Along Iran's protected Miankaleh Peninsula on the Caspian Sea coastline, fisherman have been illegally fishing for years. Seizing their small boats doesn't appear to be dissuading them. So Iran's coast guard has come up with a radical technique: ram into the vessels at sea, and leave the helpless fishermen to fend for themselves.
These images were filmed in the early morning of March 17 by a fisherman in the protected Miankaleh Wetland zone. In the first part of the video, from far away the camera captures an illegal fishing boat. An Iranian coast guard vessel heads toward the boat at full speed before colliding with it.
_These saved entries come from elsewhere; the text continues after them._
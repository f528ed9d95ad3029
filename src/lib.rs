//! Thenable: deferred values for single-threaded Rust hosts
//!
//! A [`Future`] stands for a value that is not available yet. It settles
//! exactly once, fulfilled with a value or rejected with a reason, and
//! notifies continuations registered through [`Future::then`],
//! [`Future::catch`] and [`Future::finally`]. Settlement and notification are
//! always deferred to a [`Scheduler`], so code that creates or settles a
//! future never observes the outcome synchronously.
//!
//! # Features
//!
//! - **Assimilation**: settling with another future (or any [`Thenable`]) makes
//!   the outer future follow it, flattening nested futures
//! - **Combinators**: [`Future::all`], [`Future::all_settled`], [`Future::race`]
//!   and [`Future::any`]
//! - **Deterministic host**: [`EventLoop`] runs microtasks and virtual-time
//!   timers, so timer-driven code is testable without sleeping
//!
//! # Quick Start
//!
//! ```no_run
//! use thenable::{EventLoop, Value};
//!
//! fn main() -> thenable::Result<()> {
//!     let el = EventLoop::new();
//!     let answer = el
//!         .delay(100, 21)
//!         .then(|v| Ok(Value::from(v.as_number()? * 2.0)));
//!     println!("Result: {}", el.block_on(&answer)?);
//!     Ok(())
//! }
//! ```
//!
//! # Module Overview
//!
//! | Category | Modules |
//! |----------|---------|
//! | **Core** | [`runtime`], [`error`](Error) |
//! | **Host** | [`event_loop`] |
//! | **Tooling** | [`logging`] |
#![allow(clippy::type_complexity)]

pub mod event_loop;
pub mod logging;
pub mod prelude;
pub mod runtime;

mod error;

pub use error::{messages, Error, ErrorKind, ResourceLimitKind, Result};
pub use event_loop::{
    EventLoop, EventLoopConfig, EventLoopStats, Microtask, RunResult, Scheduler, SchedulerRef,
    TimerId,
};
pub use runtime::{
    Completion, Continuation, ErrorObject, Future, FutureState, Resolver, SettleKind, Settled,
    Thenable, Value,
};

/// Thenable version
pub const VERSION: &str = env!("CARGO_PKG_VERSION");
//! Log output setup
//!
//! The library only emits `tracing` events; embedders that want to see them
//! call [`init_logging`] once at startup (or install their own subscriber).

use tracing_subscriber::EnvFilter;

/// Map a verbosity count (0..=3, as from repeated `-v` flags) to a level
pub fn level_for(verbosity: u8) -> tracing::Level {
    match verbosity {
        0 => tracing::Level::WARN,
        1 => tracing::Level::INFO,
        2 => tracing::Level::DEBUG,
        _ => tracing::Level::TRACE,
    }
}

/// Install a formatted stderr subscriber.
///
/// `RUST_LOG` wins when set; otherwise `verbosity` picks the level. Safe to
/// call more than once, later calls are no-ops. Returns whether this call
/// installed the subscriber.
pub fn init_logging(verbosity: u8) -> bool {
    let filter = EnvFilter::try_from_default_env()
        .unwrap_or_else(|_| EnvFilter::new(level_for(verbosity).to_string().to_lowercase()));

    tracing_subscriber::fmt()
        .with_env_filter(filter)
        .with_writer(std::io::stderr)
        .with_target(true)
        .with_ansi(false)
        .try_init()
        .is_ok()
}

/// Install a subscriber that writes through the test harness capture
pub fn init_test_logging() {
    let _ = tracing_subscriber::fmt()
        .with_env_filter(EnvFilter::new("trace"))
        .with_test_writer()
        .with_ansi(false)
        .try_init();
}

#[cfg(test)]
mod tests {
    use super::*;

    #[test]
    fn test_level_for_verbosity() {
        assert_eq!(level_for(0), tracing::Level::WARN);
        assert_eq!(level_for(1), tracing::Level::INFO);
        assert_eq!(level_for(2), tracing::Level::DEBUG);
        assert_eq!(level_for(9), tracing::Level::TRACE);
    }

    #[test]
    fn test_repeated_init_is_harmless() {
        init_test_logging();
        assert!(!init_logging(3));
    }
}
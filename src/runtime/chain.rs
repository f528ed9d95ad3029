//! Continuation chaining: `then`, `catch` and `finally`
//!
//! Every operator here returns a new derived future. A missing handler passes
//! the value or reason through unchanged; a handler returning `Err` rejects
//! the derived future instead of unwinding into the caller.

use super::future::{Completion, Future, Resolver, SettleKind};
use super::value::Value;
use std::cell::Cell;
use std::rc::Rc;

/// A boxed settlement handler for [`Future::chain`]
pub type Continuation = Box<dyn FnOnce(Value) -> Completion>;

impl Future {
    /// The general chaining operator: either handler may be absent.
    pub fn chain(
        &self,
        on_fulfilled: Option<Continuation>,
        on_rejected: Option<Continuation>,
    ) -> Future {
        let source = self.clone();
        Future::new(self.scheduler(), move |resolve, reject| {
            let (resolve_value, reject_value) = (resolve.clone(), reject.clone());
            source.register(
                Box::new(move |value| {
                    react(on_fulfilled, value, SettleKind::Fulfill, &resolve_value, &reject_value)
                }),
                Box::new(move |reason| {
                    react(on_rejected, reason, SettleKind::Reject, &resolve, &reject)
                }),
            );
            Ok(())
        })
    }

    /// Transform the fulfillment value; rejections pass through.
    pub fn then<F>(&self, on_fulfilled: F) -> Future
    where
        F: FnOnce(Value) -> Completion + 'static,
    {
        self.chain(Some(Box::new(on_fulfilled)), None)
    }

    /// Handle both outcomes.
    pub fn then_or_else<F, R>(&self, on_fulfilled: F, on_rejected: R) -> Future
    where
        F: FnOnce(Value) -> Completion + 'static,
        R: FnOnce(Value) -> Completion + 'static,
    {
        self.chain(Some(Box::new(on_fulfilled)), Some(Box::new(on_rejected)))
    }

    /// Recover from a rejection; fulfillments pass through.
    pub fn catch<R>(&self, on_rejected: R) -> Future
    where
        R: FnOnce(Value) -> Completion + 'static,
    {
        self.chain(None, Some(Box::new(on_rejected)))
    }

    /// Observe settlement without changing it.
    ///
    /// `on_finally` runs once on either path and the original value or
    /// reason is passed on with its kind intact. If `on_finally` itself
    /// fails, the derived future rejects with that failure.
    pub fn finally<C>(&self, on_finally: C) -> Future
    where
        C: FnOnce() -> std::result::Result<(), Value> + 'static,
    {
        let on_value = Rc::new(Cell::new(Some(on_finally)));
        let on_reason = on_value.clone();
        self.then_or_else(
            move |value| {
                run_once(&on_value)?;
                Ok(value)
            },
            move |reason| {
                run_once(&on_reason)?;
                Err(reason)
            },
        )
    }
}

fn run_once<C>(slot: &Cell<Option<C>>) -> std::result::Result<(), Value>
where
    C: FnOnce() -> std::result::Result<(), Value>,
{
    match slot.take() {
        Some(callback) => callback(),
        None => Ok(()),
    }
}

/// Settle the derived future from one source outcome.
fn react(
    handler: Option<Continuation>,
    payload: Value,
    kind: SettleKind,
    resolve: &Resolver,
    reject: &Resolver,
) {
    match handler {
        Some(handler) => match handler(payload) {
            Ok(value) => resolve.settle(value),
            Err(reason) => reject.settle(reason),
        },
        None => match kind {
            SettleKind::Fulfill => resolve.settle(payload),
            SettleKind::Reject => reject.settle(payload),
        },
    }
}
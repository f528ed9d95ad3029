//! Future runtime
//!
//! This module provides the deferred-value primitive, its chaining operators,
//! the aggregate combinators and the value type futures carry.

mod chain;
mod combinators;
mod future;
mod value;

pub use chain::Continuation;
pub use future::{Completion, Future, FutureState, Resolver, SettleKind, Thenable};
pub use value::{ErrorObject, Settled, Value};
#[cfg(test)]
mod tests {
    use super::*;

    fn recorder() -> (Rc<RefCell<Vec<&'static str>>>, impl Fn(&'static str) -> Box<dyn FnOnce()>) {
        let log = Rc::new(RefCell::new(Vec::new()));
        let sink = log.clone();
        let record = move |label: &'static str| -> Box<dyn FnOnce()> {
            let sink = sink.clone();
            Box::new(move || sink.borrow_mut().push(label))
        };
        (log, record)
    }

    #[test]
    fn test_event_loop_creation() {
        let el = EventLoop::new();
        assert_eq!(el.current_time(), 0);
        assert!(!el.has_pending_work());
    }

    #[test]
    fn test_microtasks_run_fifo() {
        let el = EventLoop::new();
        let (log, record) = recorder();
        el.schedule(record("a"));
        el.schedule(record("b"));
        el.queue_microtask(record("c"));
        assert_eq!(el.pending_microtasks(), 3);

        assert_eq!(el.run_microtasks(), 3);
        assert_eq!(*log.borrow(), vec!["a", "b", "c"]);
        assert!(!el.has_pending_microtasks());
    }

    #[test]
    fn test_microtasks_queued_while_draining_run_same_tick() {
        let el = EventLoop::new();
        let (log, record) = recorder();
        let inner = el.clone();
        let nested = record("nested");
        el.queue_microtask(move || inner.schedule(nested));

        assert_eq!(el.run_microtasks(), 2);
        assert_eq!(*log.borrow(), vec!["nested"]);
    }

    #[test]
    fn test_timer_scheduling() {
        let el = EventLoop::new();
        let (log, record) = recorder();
        let id = el.set_timeout(100, record("timer"));
        assert_eq!(id, 1);
        assert!(el.has_pending_macrotasks());
        assert_eq!(el.next_macrotask_time(), Some(100));

        assert!(el.run_next_macrotask());
        assert_eq!(el.current_time(), 100);
        assert_eq!(*log.borrow(), vec!["timer"]);
    }

    #[test]
    fn test_timer_cancellation() {
        let el = EventLoop::new();
        let (log, record) = recorder();
        let id = el.set_timeout(100, record("cancelled"));
        assert!(el.clear_timer(id));
        assert!(!el.clear_timer(id));

        el.run_to_completion().unwrap();
        assert!(log.borrow().is_empty());
        assert_eq!(el.stats().timers_cancelled, 1);
    }

    #[test]
    fn test_timers_fire_in_time_then_id_order() {
        let el = EventLoop::new();
        let (log, record) = recorder();
        el.set_timeout(200, record("200"));
        el.set_timeout(100, record("100a"));
        el.set_timeout(100, record("100b"));
        el.set_immediate(record("0"));

        el.run_to_completion().unwrap();
        assert_eq!(*log.borrow(), vec!["0", "100a", "100b", "200"]);
    }

    #[test]
    fn test_microtasks_run_before_timers() {
        let el = EventLoop::new();
        let (log, record) = recorder();
        el.set_immediate(record("timer"));
        el.queue_microtask(record("microtask"));

        el.run_to_completion().unwrap();
        assert_eq!(*log.borrow(), vec!["microtask", "timer"]);
    }

    #[test]
    fn test_run_to_completion_empty() {
        let el = EventLoop::new();
        let result = el.run_to_completion().unwrap();
        assert_eq!(result, RunResult::default());
    }

    #[test]
    fn test_run_to_completion_mixed() {
        let el = EventLoop::new();
        el.queue_microtask(|| {});
        el.queue_microtask(|| {});
        el.set_timeout(50, || {});
        el.set_timeout(500, || {});

        let result = el.run_to_completion().unwrap();
        assert_eq!(result.microtasks_processed, 2);
        assert_eq!(result.macrotasks_processed, 2);
        assert_eq!(result.final_time, 500);
        assert!(!el.has_pending_work());
    }

    #[test]
    fn test_interval_hits_tick_limit() {
        let el = EventLoop::with_config(EventLoopConfig::default().with_max_ticks(5));
        let fired = Rc::new(Cell::new(0));
        let counter = fired.clone();
        el.set_interval(10, move || counter.set(counter.get() + 1));

        let err = el.run_to_completion().unwrap_err();
        assert!(matches!(
            err,
            Error::ResourceLimitError {
                kind: crate::error::ResourceLimitKind::TickLimit,
                ..
            }
        ));
        assert_eq!(fired.get(), 5);
        assert_eq!(el.current_time(), 50);
    }

    #[test]
    fn test_interval_can_be_cleared() {
        let el = EventLoop::new();
        let fired = Rc::new(Cell::new(0));
        let counter = fired.clone();
        let id = el.set_interval(10, move || counter.set(counter.get() + 1));
        el.run_next_macrotask();
        el.run_next_macrotask();
        assert!(el.clear_timer(id));

        el.run_to_completion().unwrap();
        assert_eq!(fired.get(), 2);
    }

    #[test]
    fn test_microtask_budget() {
        let el = EventLoop::new();
        assert_eq!(el.microtask_budget(), 10_000);
        el.set_microtask_budget(3);
        assert_eq!(el.microtask_budget(), 3);

        for _ in 0..10 {
            el.queue_microtask(|| {});
        }
        assert_eq!(el.run_microtasks(), 3);
        assert_eq!(el.pending_microtasks(), 7);
        assert_eq!(el.run_microtasks(), 3);
        assert_eq!(el.run_microtasks(), 3);
        assert_eq!(el.run_microtasks(), 1);
        assert!(!el.has_pending_microtasks());
    }

    #[test]
    fn test_stats_tracking() {
        let el = EventLoop::new();
        el.queue_microtask(|| {});
        el.queue_microtask(|| {});
        el.set_timeout(100, || {});

        el.run_to_completion().unwrap();
        let stats = el.stats();
        assert_eq!(stats.total_microtasks, 2);
        assert_eq!(stats.total_macrotasks, 1);
        assert_eq!(stats.max_microtasks_per_tick, 2);
        assert_eq!(stats.timers_scheduled, 1);
        assert!(stats.total_ticks >= 1);

        el.reset_stats();
        assert_eq!(el.stats(), EventLoopStats::default());
    }

    #[test]
    fn test_config_from_json_defaults_missing_fields() {
        let config = EventLoopConfig::from_json(r#"{"max_ticks": 42}"#).unwrap();
        assert_eq!(config.max_ticks, 42);
        assert_eq!(config.max_microtasks_per_tick, 10_000);
    }

    #[test]
    fn test_config_round_trip() {
        let config = EventLoopConfig::default().with_microtask_budget(7);
        let json = config.to_json().unwrap();
        assert_eq!(EventLoopConfig::from_json(&json).unwrap(), config);
    }

    #[test]
    fn test_config_rejects_zero_budget() {
        let err = EventLoopConfig::from_json(r#"{"max_microtasks_per_tick": 0}"#).unwrap_err();
        assert_eq!(
            err.to_string(),
            "RangeError: max_microtasks_per_tick must be at least 1"
        );
        assert!(matches!(
            EventLoopConfig::from_json(r#"{"max_ticks": "many"}"#),
            Err(Error::ConfigError { .. })
        ));
    }

    #[test]
    fn test_block_on_fulfilled() {
        let el = EventLoop::new();
        let future = el.delay(250, "done");
        assert_eq!(el.block_on(&future).unwrap(), Value::from("done"));
        assert_eq!(el.current_time(), 250);
    }

    #[test]
    fn test_block_on_rejected() {
        let el = EventLoop::new();
        let future = el.rejected("nope");
        match el.block_on(&future) {
            Err(Error::Rejected { reason }) => assert_eq!(reason, Value::from("nope")),
            other => panic!("expected rejection, got {:?}", other),
        }
    }

    #[test]
    fn test_block_on_stalls_on_never_settling_future() {
        let el = EventLoop::new();
        let (future, _resolve, _reject) = el.with_resolvers();
        assert!(matches!(el.block_on(&future), Err(Error::Stalled)));
    }

    #[test]
    fn test_block_on_leaves_later_timers_pending() {
        let el = EventLoop::new();
        let fast = el.delay(10, 1);
        let _slow = el.delay(1_000, 2);
        el.block_on(&fast).unwrap();
        assert_eq!(el.current_time(), 10);
        assert!(el.has_pending_macrotasks());
    }

    struct DropFlag(Rc<Cell<bool>>);

    impl crate::runtime::Thenable for DropFlag {
        fn subscribe(&self, _on_fulfilled: Resolver, _on_rejected: Resolver) {}
    }

    impl Drop for DropFlag {
        fn drop(&mut self) {
            self.0.set(true);
        }
    }

    #[test]
    fn test_dropping_loop_frees_pending_work() {
        let dropped = Rc::new(Cell::new(false));
        {
            let el = EventLoop::new();
            let payload = Value::Thenable(Rc::new(DropFlag(dropped.clone())));
            let winner = el.race(vec![el.delay(10, 1), el.delay(1_000, payload)]);
            assert_eq!(el.block_on(&winner).unwrap(), Value::from(1));
            assert!(el.has_pending_macrotasks());
            assert!(!dropped.get());
        }
        assert!(dropped.get());
    }

    #[test]
    fn test_scheduler_outliving_loop_discards_tasks() {
        let el = EventLoop::new();
        let scheduler = el.scheduler();
        drop(el);

        let ran = Rc::new(Cell::new(false));
        let flag = ran.clone();
        scheduler.schedule(Box::new(move || flag.set(true)));
        assert!(!ran.get());
    }

    #[test]
    fn test_huge_delays_saturate() {
        let el = EventLoop::new();
        el.advance_time(5);
        let never = el.delay(u64::MAX, 1);
        let soon = el.delay(10, 2);
        assert_eq!(el.next_macrotask_time(), Some(15));

        assert_eq!(el.block_on(&soon).unwrap(), Value::from(2));
        assert_eq!(el.current_time(), 15);
        assert!(never.is_pending());

        el.advance_time(u64::MAX);
        assert_eq!(el.current_time(), u64::MAX);
    }

    #[test]
    fn test_interval_reschedule_saturates() {
        let el = EventLoop::with_config(EventLoopConfig::default().with_max_ticks(3));
        let fired = Rc::new(Cell::new(0));
        let counter = fired.clone();
        el.advance_time(u64::MAX - 1);
        el.set_interval(1, move || counter.set(counter.get() + 1));

        assert!(el.run_to_completion().is_err());
        assert_eq!(fired.get(), 3);
        assert_eq!(el.current_time(), u64::MAX);
    }

    #[test]
    fn test_debug_output() {
        let el = EventLoop::new();
        el.set_timeout(5, || {});
        assert_eq!(format!("{:?}", el), "EventLoop { time: 0, microtasks: 0, timers: 1 }");
    }
}
//! Error types for the thenable runtime

use crate::runtime::Value;
use std::fmt;
use thiserror::Error;

/// Main error type for thenable
#[derive(Error, Debug)]
#[allow(clippy::enum_variant_names)]
pub enum Error {
    /// Runtime error - TypeError, RangeError, etc.
    #[error("{kind}: {message}")]
    RuntimeError { kind: ErrorKind, message: String },

    /// Resource limit exceeded while driving the event loop
    #[error("ResourceLimitError: {kind}: {message}")]
    ResourceLimitError {
        kind: ResourceLimitKind,
        message: String,
    },

    /// Invalid configuration document
    #[error("ConfigError: {source}")]
    ConfigError {
        #[from]
        source: serde_json::Error,
    },

    /// A driven future settled as rejected
    #[error("Uncaught (in future): {reason}")]
    Rejected { reason: Value },

    /// The event loop ran out of work while the driven future was still pending
    #[error("event loop is idle but the future never settled")]
    Stalled,
}

/// Resource limit kinds for event loop enforcement
#[derive(Debug, Clone, Copy, PartialEq, Eq)]
pub enum ResourceLimitKind {
    /// Too many event loop iterations
    TickLimit,
}

impl fmt::Display for ResourceLimitKind {
    fn fmt(&self, f: &mut fmt::Formatter<'_>) -> fmt::Result {
        match self {
            ResourceLimitKind::TickLimit => write!(f, "TickLimit"),
        }
    }
}

/// Error kinds carried by runtime errors and error-object values
#[derive(Debug, Clone, Copy, PartialEq, Eq, serde::Serialize)]
#[allow(clippy::enum_variant_names)]
pub enum ErrorKind {
    /// TypeError - wrong type for operation
    TypeError,
    /// RangeError - value out of range
    RangeError,
    /// Generic Error - user-raised failures
    GenericError,
    /// AggregateError - several failures reported together
    AggregateError,
    /// InternalError - internal runtime error
    InternalError,
}

impl ErrorKind {
    /// The conventional constructor name for this kind
    pub fn name(&self) -> &'static str {
        match self {
            ErrorKind::TypeError => "TypeError",
            ErrorKind::RangeError => "RangeError",
            ErrorKind::GenericError => "Error",
            ErrorKind::AggregateError => "AggregateError",
            ErrorKind::InternalError => "InternalError",
        }
    }
}

impl fmt::Display for ErrorKind {
    fn fmt(&self, f: &mut fmt::Formatter<'_>) -> fmt::Result {
        f.write_str(self.name())
    }
}

impl Error {
    /// Create a TypeError
    pub fn type_error(message: impl Into<String>) -> Self {
        Error::RuntimeError {
            kind: ErrorKind::TypeError,
            message: message.into(),
        }
    }

    /// Create a RangeError
    pub fn range_error(message: impl Into<String>) -> Self {
        Error::RuntimeError {
            kind: ErrorKind::RangeError,
            message: message.into(),
        }
    }

    /// Create a tick limit exceeded error
    pub fn tick_limit_exceeded(ticks: u64, limit: u64) -> Self {
        Error::ResourceLimitError {
            kind: ResourceLimitKind::TickLimit,
            message: format!(
                "Event loop tick limit exceeded: {} ticks run, limit was {}",
                ticks, limit
            ),
        }
    }

    /// The error kind this error maps to when surfaced as a rejection reason
    pub fn kind(&self) -> ErrorKind {
        match self {
            Error::RuntimeError { kind, .. } => *kind,
            Error::ResourceLimitError { .. } => ErrorKind::RangeError,
            Error::ConfigError { .. } => ErrorKind::TypeError,
            Error::Rejected { .. } => ErrorKind::GenericError,
            Error::Stalled => ErrorKind::InternalError,
        }
    }
}

/// Result type alias for thenable
pub type Result<T> = std::result::Result<T, Error>;

/// Standardized error message templates
pub mod messages {
    pub const CHAINING_CYCLE: &str = "Chaining cycle detected for future";
    pub const ALL_REJECTED: &str = "All futures were rejected";

    /// Format an "expected X, got Y" error message
    pub fn expected(what: &str, got: &str) -> String {
        format!("expected {}, got {}", what, got)
    }
}

#[cfg(test)]
mod tests {
    use super::*;

    #[test]
    fn test_type_error_display() {
        let err = Error::type_error("expected number, got string");
        assert_eq!(err.to_string(), "TypeError: expected number, got string");
        assert_eq!(err.kind(), ErrorKind::TypeError);
    }

    #[test]
    fn test_tick_limit_display() {
        let err = Error::tick_limit_exceeded(11, 10);
        assert_eq!(
            err.to_string(),
            "ResourceLimitError: TickLimit: Event loop tick limit exceeded: 11 ticks run, limit was 10"
        );
    }

    #[test]
    fn test_config_error_from_json() {
        let parse = serde_json::from_str::<serde_json::Value>("{not json");
        let err: Error = parse.unwrap_err().into();
        assert!(matches!(err, Error::ConfigError { .. }));
        assert!(err.to_string().starts_with("ConfigError:"));
    }

    #[test]
    fn test_rejected_display() {
        let err = Error::Rejected {
            reason: Value::from("boom"),
        };
        assert_eq!(err.to_string(), "Uncaught (in future): boom");
    }

    #[test]
    fn test_error_kind_names() {
        assert_eq!(ErrorKind::GenericError.to_string(), "Error");
        assert_eq!(ErrorKind::AggregateError.to_string(), "AggregateError");
    }
}
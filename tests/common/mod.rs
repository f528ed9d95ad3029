//! Shared test helpers for integration tests

use std::cell::RefCell;
use std::rc::Rc;
use thenable::{EventLoop, Future, Settled, Value};

/// Fresh event loop with test logging enabled
pub fn setup() -> EventLoop {
    thenable::logging::init_test_logging();
    EventLoop::new()
}

/// Drive `future` to settlement and return its outcome
pub fn settle(el: &EventLoop, future: &Future) -> Settled {
    el.run_to_completion().unwrap();
    future
        .outcome()
        .unwrap_or_else(|| panic!("future {} never settled", future.id()))
}

/// Outcome serialized as JSON, for structural comparisons
#[allow(dead_code)]
pub fn settle_json(el: &EventLoop, future: &Future) -> serde_json::Value {
    serde_json::to_value(settle(el, future)).unwrap()
}

/// Shared ordered log of events
#[allow(dead_code)]
#[derive(Clone, Default)]
pub struct Log(Rc<RefCell<Vec<String>>>);

#[allow(dead_code)]
impl Log {
    pub fn new() -> Self {
        Self::default()
    }

    pub fn push(&self, entry: impl Into<String>) {
        self.0.borrow_mut().push(entry.into());
    }

    pub fn entries(&self) -> Vec<String> {
        self.0.borrow().clone()
    }

    /// A continuation that records `label` and passes the value on
    pub fn tap(&self, label: &'static str) -> impl FnOnce(Value) -> thenable::Completion {
        let log = self.clone();
        move |value| {
            log.push(format!("{} {}", label, value));
            Ok(value)
        }
    }
}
Then the camera focuses on another coast guard vessel: this time, heading straight for the very boat that the cameraman finds himself on. The vessel rams into it. The video stops a few seconds afterwards.
"It's lucky that the incident took place near the coastline"
Hor Mansouri is an environmental activist who was given the video by the fishermen. He manages the blog Miankaleh Watch.
After the boat was struck, the two fishermen who were aboard fell into the water. The coast guard left them there. It was another fishing boat that came to rescue them. It's lucky that the incident took place near the coastline and that the water wasn't too cold. Otherwise, it could've been much worse for them. We were also lucky that the phone memory card belonging to the fisherman who filmed the scene was able to be recovered.
This dangerous method is a recent phenomenon. Officials tasked with regulating fishing have put much more pressure these past few days on illegal fishermen, because lots of articles have been written about the issue.
Local media outlets have discussed in particular the fishermen's new strategy that consists of building boats that they call 'angelikas'. These boats are very cheap and easy to put together. They're built using the inner tubes from tractor wheels that are consequently filled with balls. Then the fishermen add a little motor at the back and a net in the middle. The point is that it costs much less than a real boat. So it's much less serious if their boat is seized.
An 'angelika' boat on a road not far from the Miankaleh peninsula.
Unlike illegal poachers, who equip themselves with guns and don't hesitate to shoot at guards, the fishermen aren't armed. It seems obvious to me that the penalties for being caught should be harsher and that people who destroy our biodiversity should be arrested. But this strategy seems to me to be completely over the top.
Many of these fishermen are members of the Sistani ethnic group, whose livelihoods revolved around fishing until the 1980s in Hamun Lake. The lake completely dried up, so they migrated northeast to find work. Some work in the ports, others took up fishing again despite the ban.
The Miankaleh peninsula.
The 48-kilometre long Miankaleh Peninsula separates Gorgan Bay from the Caspian Sea. The natural reserve is considered to have one of the richest areas of biodiversity on the entire planet. As such, the United Nations declared it a biosphere reserve in 1978.